» **WORK TASK**
Go through the entries below. Copy each line in which "from" appears.

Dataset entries
################

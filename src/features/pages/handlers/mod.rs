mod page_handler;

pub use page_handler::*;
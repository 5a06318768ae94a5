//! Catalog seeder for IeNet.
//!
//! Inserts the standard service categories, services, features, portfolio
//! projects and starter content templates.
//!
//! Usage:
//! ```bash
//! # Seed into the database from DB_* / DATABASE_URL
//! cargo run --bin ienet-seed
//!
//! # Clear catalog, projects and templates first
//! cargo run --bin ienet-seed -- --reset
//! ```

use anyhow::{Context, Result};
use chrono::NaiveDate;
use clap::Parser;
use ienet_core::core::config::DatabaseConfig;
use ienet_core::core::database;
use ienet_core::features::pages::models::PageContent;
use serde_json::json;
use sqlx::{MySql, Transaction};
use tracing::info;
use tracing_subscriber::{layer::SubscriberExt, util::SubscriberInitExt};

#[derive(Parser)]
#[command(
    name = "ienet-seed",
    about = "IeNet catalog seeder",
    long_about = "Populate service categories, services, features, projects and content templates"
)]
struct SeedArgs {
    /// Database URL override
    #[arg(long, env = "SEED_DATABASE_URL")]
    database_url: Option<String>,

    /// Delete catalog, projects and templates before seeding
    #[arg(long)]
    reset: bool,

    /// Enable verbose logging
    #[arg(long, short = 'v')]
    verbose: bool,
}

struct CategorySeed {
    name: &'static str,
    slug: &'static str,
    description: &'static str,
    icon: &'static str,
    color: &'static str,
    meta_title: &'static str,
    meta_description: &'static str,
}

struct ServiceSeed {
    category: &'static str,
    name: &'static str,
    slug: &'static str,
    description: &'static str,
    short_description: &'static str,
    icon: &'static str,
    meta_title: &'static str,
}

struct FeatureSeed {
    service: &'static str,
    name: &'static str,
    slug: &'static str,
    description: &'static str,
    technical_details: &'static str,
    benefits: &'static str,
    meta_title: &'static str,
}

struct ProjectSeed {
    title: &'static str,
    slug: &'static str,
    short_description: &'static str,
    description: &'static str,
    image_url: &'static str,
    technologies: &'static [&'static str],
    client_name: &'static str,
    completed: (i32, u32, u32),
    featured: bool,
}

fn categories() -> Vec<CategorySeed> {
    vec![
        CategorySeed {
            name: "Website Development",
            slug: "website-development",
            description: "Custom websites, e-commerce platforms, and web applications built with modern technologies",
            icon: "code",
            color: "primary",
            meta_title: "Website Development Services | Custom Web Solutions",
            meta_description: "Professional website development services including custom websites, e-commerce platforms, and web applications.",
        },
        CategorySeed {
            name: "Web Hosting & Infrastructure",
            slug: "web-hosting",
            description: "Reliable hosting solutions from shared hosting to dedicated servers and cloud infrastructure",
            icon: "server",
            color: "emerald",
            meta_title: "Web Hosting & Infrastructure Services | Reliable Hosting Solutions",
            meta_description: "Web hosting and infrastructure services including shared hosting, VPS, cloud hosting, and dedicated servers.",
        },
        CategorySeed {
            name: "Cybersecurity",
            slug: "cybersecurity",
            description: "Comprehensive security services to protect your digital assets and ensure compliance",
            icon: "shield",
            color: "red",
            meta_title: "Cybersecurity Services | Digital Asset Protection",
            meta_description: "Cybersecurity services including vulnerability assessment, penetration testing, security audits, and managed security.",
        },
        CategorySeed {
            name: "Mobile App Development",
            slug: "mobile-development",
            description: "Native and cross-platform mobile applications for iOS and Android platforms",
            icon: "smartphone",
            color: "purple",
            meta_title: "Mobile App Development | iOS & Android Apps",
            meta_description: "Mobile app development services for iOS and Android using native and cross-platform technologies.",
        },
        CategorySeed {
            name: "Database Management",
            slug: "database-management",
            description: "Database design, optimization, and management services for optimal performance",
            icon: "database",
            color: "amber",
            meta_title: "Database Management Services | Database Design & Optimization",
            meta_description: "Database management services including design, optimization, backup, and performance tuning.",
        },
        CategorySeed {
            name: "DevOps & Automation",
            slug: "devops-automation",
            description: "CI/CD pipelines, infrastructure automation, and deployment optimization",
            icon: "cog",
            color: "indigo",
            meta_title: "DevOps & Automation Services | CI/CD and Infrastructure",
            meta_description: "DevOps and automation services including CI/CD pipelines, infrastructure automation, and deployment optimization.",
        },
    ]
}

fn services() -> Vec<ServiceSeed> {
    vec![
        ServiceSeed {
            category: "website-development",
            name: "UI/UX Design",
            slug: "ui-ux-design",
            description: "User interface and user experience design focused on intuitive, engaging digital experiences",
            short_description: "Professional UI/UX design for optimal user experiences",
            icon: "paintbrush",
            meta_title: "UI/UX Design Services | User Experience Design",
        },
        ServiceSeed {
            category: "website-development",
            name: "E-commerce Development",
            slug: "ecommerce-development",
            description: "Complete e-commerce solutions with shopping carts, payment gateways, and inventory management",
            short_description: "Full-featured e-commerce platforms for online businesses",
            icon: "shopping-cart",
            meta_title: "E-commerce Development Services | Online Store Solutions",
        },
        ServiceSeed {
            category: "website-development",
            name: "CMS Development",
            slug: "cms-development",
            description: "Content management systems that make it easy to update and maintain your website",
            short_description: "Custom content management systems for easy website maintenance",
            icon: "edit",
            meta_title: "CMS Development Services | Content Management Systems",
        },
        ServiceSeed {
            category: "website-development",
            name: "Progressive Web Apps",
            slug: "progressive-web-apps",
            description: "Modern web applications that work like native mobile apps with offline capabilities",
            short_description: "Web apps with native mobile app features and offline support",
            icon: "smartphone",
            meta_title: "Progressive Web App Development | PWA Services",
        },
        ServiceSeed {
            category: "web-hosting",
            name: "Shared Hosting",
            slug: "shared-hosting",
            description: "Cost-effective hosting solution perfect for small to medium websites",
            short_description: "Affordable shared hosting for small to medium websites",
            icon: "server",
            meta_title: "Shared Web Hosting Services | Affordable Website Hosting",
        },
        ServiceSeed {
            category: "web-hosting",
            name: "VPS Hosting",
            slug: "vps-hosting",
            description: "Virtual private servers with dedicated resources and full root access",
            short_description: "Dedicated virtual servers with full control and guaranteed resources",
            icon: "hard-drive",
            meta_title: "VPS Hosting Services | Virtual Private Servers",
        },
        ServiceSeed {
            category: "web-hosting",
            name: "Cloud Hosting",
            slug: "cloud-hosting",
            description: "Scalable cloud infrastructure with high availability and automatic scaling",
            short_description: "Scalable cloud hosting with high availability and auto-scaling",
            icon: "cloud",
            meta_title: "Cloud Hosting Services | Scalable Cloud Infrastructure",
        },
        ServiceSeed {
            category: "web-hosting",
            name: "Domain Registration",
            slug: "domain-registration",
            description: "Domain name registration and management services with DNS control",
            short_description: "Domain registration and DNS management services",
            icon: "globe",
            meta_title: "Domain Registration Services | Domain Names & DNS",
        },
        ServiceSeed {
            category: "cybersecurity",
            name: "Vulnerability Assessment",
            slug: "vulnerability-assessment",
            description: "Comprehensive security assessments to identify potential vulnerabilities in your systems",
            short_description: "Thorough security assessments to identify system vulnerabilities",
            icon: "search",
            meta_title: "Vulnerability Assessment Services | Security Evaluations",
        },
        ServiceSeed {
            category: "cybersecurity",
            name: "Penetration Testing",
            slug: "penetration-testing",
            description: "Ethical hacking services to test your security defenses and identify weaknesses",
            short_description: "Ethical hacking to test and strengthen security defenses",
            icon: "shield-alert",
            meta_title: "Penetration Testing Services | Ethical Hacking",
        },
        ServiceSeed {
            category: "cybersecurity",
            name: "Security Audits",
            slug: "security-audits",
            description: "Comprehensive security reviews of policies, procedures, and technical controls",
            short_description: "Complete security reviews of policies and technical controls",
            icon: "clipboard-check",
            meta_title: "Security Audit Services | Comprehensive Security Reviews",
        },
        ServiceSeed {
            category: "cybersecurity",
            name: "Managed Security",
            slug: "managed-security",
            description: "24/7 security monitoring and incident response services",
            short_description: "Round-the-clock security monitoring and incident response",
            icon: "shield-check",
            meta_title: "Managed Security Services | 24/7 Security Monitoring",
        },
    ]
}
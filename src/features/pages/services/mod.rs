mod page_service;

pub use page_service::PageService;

################

» **ANSWER BOX**
//! # Seed into the database from DB_* / DATABASE_URL
            description: "Reliable hosting solutions from shared hosting to dedicated servers and cloud infrastructure",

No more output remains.